//! Usage-control policies and the contract the sandbox evaluates them through.

mod authorization;
mod date;
mod file;
mod tags;
mod text;
mod wildcard;

use std::sync::Arc;

use chrono::NaiveDateTime;

use crate::types::{
    ContextSnapshot, EvaluationCondition, Instance, OutputScope, PolicyError, PolicyInputScope,
};

pub use authorization::{RoleConstraint, UsernameConstraint};
pub use date::{UseNotAfter, UseNotBefore};
pub use file::FileConstraint;
pub use tags::TagConstraint;
pub use text::MaxLength;
pub use wildcard::GrantAll;

/// Ambient facts available to one policy evaluation.
#[derive(Debug, Clone, Copy)]
pub struct EvaluationEnv<'a> {
    pub context: &'a ContextSnapshot,
    pub now: NaiveDateTime,
    /// The activity's output; only set for postconditions.
    pub output: Option<&'a OutputScope>,
}

impl<'a> EvaluationEnv<'a> {
    #[must_use]
    pub fn new(context: &'a ContextSnapshot, now: NaiveDateTime) -> Self {
        Self {
            context,
            now,
            output: None,
        }
    }

    #[must_use]
    pub fn with_output(mut self, output: &'a OutputScope) -> Self {
        self.output = Some(output);
        self
    }
}

/// A stateless usage-control rule attached to activity invocations.
///
/// Implementations report problems through [`PolicyError`]; the evaluation
/// wrappers in [`crate::evaluate`] turn every error into a rejection.
pub trait Policy: Send + Sync {
    /// Stable dotted identifier, e.g. `core.MaxLength`.
    fn identifier(&self) -> &str;

    /// Whether the activity may start.
    ///
    /// # Errors
    ///
    /// Any [`PolicyError`]; callers treat it as `false`.
    fn precondition(
        &self,
        input: &PolicyInputScope,
        env: &EvaluationEnv<'_>,
    ) -> Result<bool, PolicyError>;

    /// Capabilities to grant or forbid while the activity runs.
    ///
    /// # Errors
    ///
    /// Any [`PolicyError`]; callers then forbid everything.
    fn intervention(
        &self,
        _input: &PolicyInputScope,
        _env: &EvaluationEnv<'_>,
    ) -> Result<Vec<EvaluationCondition>, PolicyError> {
        Ok(Vec::new())
    }

    /// Whether the finished run is acceptable.
    ///
    /// # Errors
    ///
    /// Any [`PolicyError`]; callers treat it as `false`.
    fn postcondition(
        &self,
        _input: &PolicyInputScope,
        _env: &EvaluationEnv<'_>,
    ) -> Result<bool, PolicyError> {
        Ok(true)
    }

    /// Identifiers used to correlate results across policies.
    fn provide_id(&self, _input: &PolicyInputScope) -> Vec<String> {
        Vec::new()
    }
}

/// Whether a policy requires or forbids the fact it checks.
#[derive(Debug, Clone, Copy, PartialEq, Eq)]
pub enum Mode {
    Require,
    Deny,
}

impl Mode {
    /// Apply the mode to whether the fact is present.
    #[must_use]
    pub fn accepts(self, present: bool) -> bool {
        match self {
            Self::Require => present,
            Self::Deny => !present,
        }
    }
}

/// Fetch `key` from `input` and check its declared type.
///
/// # Errors
///
/// [`PolicyError::MissingInput`] or [`PolicyError::WrongType`].
pub fn typed_input<'a>(
    input: &'a PolicyInputScope,
    key: &str,
    expected: &str,
) -> Result<&'a Instance, PolicyError> {
    let value = input.get(key).ok_or_else(|| PolicyError::MissingInput {
        key: key.to_owned(),
    })?;
    if !value.has_type(expected) {
        return Err(PolicyError::WrongType {
            key: key.to_owned(),
            expected: expected.to_owned(),
            found: value.type_identifier().to_string(),
        });
    }
    Ok(value)
}

/// All built-in policies.
#[must_use]
pub fn core_policies() -> Vec<Arc<dyn Policy>> {
    let mut policies: Vec<Arc<dyn Policy>> = vec![
        Arc::new(MaxLength),
        Arc::new(UseNotBefore),
        Arc::new(UseNotAfter),
        Arc::new(GrantAll),
        Arc::new(UsernameConstraint::require()),
        Arc::new(UsernameConstraint::deny()),
        Arc::new(RoleConstraint::require_os()),
        Arc::new(RoleConstraint::deny_os()),
        Arc::new(RoleConstraint::require_jwt()),
        Arc::new(RoleConstraint::deny_jwt()),
        Arc::new(TagConstraint::require()),
        Arc::new(TagConstraint::deny()),
    ];
    policies.extend(
        FileConstraint::all()
            .into_iter()
            .map(|p| Arc::new(p) as Arc<dyn Policy>),
    );
    policies
}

§ **Task to complete**:
All of the material above should be printed exactly as it appears.

§ **Your solution**:
//! Usage-control policies and the contract the sandbox evaluates them through.

mod authorization;
mod date;
mod file;
mod tags;
mod text;
mod wildcard;

use std::sync::Arc;

use chrono::NaiveDateTime;

use crate::types::{
    ContextSnapshot, EvaluationCondition, Instance, OutputScope, PolicyError, PolicyInputScope,
};

pub use authorization::{RoleConstraint, UsernameConstraint};
pub use date::{UseNotAfter, UseNotBefore};
pub use file::FileConstraint;
pub use tags::TagConstraint;
pub use text::MaxLength;
pub use wildcard::GrantAll;

/// Ambient facts available to one policy evaluation.
#[derive(Debug, Clone, Copy)]
pub struct EvaluationEnv<'a> {
    pub context: &'a ContextSnapshot,
    pub now: NaiveDateTime,
    /// The activity's output; only set for postconditions.
    pub output: Option<&'a OutputScope>,
}

impl<'a> EvaluationEnv<'a> {
    #[must_use]
    pub fn new(context: &'a ContextSnapshot, now: NaiveDateTime) -> Self {
        Self {
            context,
            now,
            output: None,
        }
    }

    #[must_use]
    pub fn with_output(mut self, output: &'a OutputScope) -> Self {
        self.output = Some(output);
        self
    }
}

/// A stateless usage-control rule attached to activity invocations.
///
/// Implementations report problems through [`PolicyError`]; the evaluation
/// wrappers in [`crate::evaluate`] turn every error into a rejection.
pub trait Policy: Send + Sync {
    /// Stable dotted identifier, e.g. `core.MaxLength`.
    fn identifier(&self) -> &str;

    /// Whether the activity may start.
    ///
    /// # Errors
    ///
    /// Any [`PolicyError`]; callers treat it as `false`.
    fn precondition(
        &self,
        input: &PolicyInputScope,
        env: &EvaluationEnv<'_>,
    ) -> Result<bool, PolicyError>;

    /// Capabilities to grant or forbid while the activity runs.
    ///
    /// # Errors
    ///
    /// Any [`PolicyError`]; callers then forbid everything.
    fn intervention(
        &self,
        _input: &PolicyInputScope,
        _env: &EvaluationEnv<'_>,
    ) -> Result<Vec<EvaluationCondition>, PolicyError> {
        Ok(Vec::new())
    }

    /// Whether the finished run is acceptable.
    ///
    /// # Errors
    ///
    /// Any [`PolicyError`]; callers treat it as `false`.
    fn postcondition(
        &self,
        _input: &PolicyInputScope,
        _env: &EvaluationEnv<'_>,
    ) -> Result<bool, PolicyError> {
        Ok(true)
    }

    /// Identifiers used to correlate results across policies.
    fn provide_id(&self, _input: &PolicyInputScope) -> Vec<String> {
        Vec::new()
    }
}

/// Whether a policy requires or forbids the fact it checks.
#[derive(Debug, Clone, Copy, PartialEq, Eq)]
pub enum Mode {
    Require,
    Deny,
}

impl Mode {
    /// Apply the mode to whether the fact is present.
    #[must_use]
    pub fn accepts(self, present: bool) -> bool {
        match self {
            Self::Require => present,
            Self::Deny => !present,
        }
    }
}

/// Fetch `key` from `input` and check its declared type.
///
/// # Errors
///
/// [`PolicyError::MissingInput`] or [`PolicyError::WrongType`].
pub fn typed_input<'a>(
    input: &'a PolicyInputScope,
    key: &str,
    expected: &str,
) -> Result<&'a Instance, PolicyError> {
    let value = input.get(key).ok_or_else(|| PolicyError::MissingInput {
        key: key.to_owned(),
    })?;
    if !value.has_type(expected) {
        return Err(PolicyError::WrongType {
            key: key.to_owned(),
            expected: expected.to_owned(),
            found: value.type_identifier().to_string(),
        });
    }
    Ok(value)
}

/// All built-in policies.
#[must_use]
pub fn core_policies() -> Vec<Arc<dyn Policy>> {
    let mut policies: Vec<Arc<dyn Policy>> = vec![
        Arc::new(MaxLength),
        Arc::new(UseNotBefore),
        Arc::new(UseNotAfter),
        Arc::new(GrantAll),
        Arc::new(UsernameConstraint::require()),
        Arc::new(UsernameConstraint::deny()),
        Arc::new(RoleConstraint::require_os()),
        Arc::new(RoleConstraint::deny_os()),
        Arc::new(RoleConstraint::require_jwt()),
        Arc::new(RoleConstraint::deny_jwt()),
        Arc::new(TagConstraint::require()),
        Arc::new(TagConstraint::deny()),
    ];
    policies.extend(
        FileConstraint::all()
            .into_iter()
            .map(|p| Arc::new(p) as Arc<dyn Policy>),
    );
    policies
}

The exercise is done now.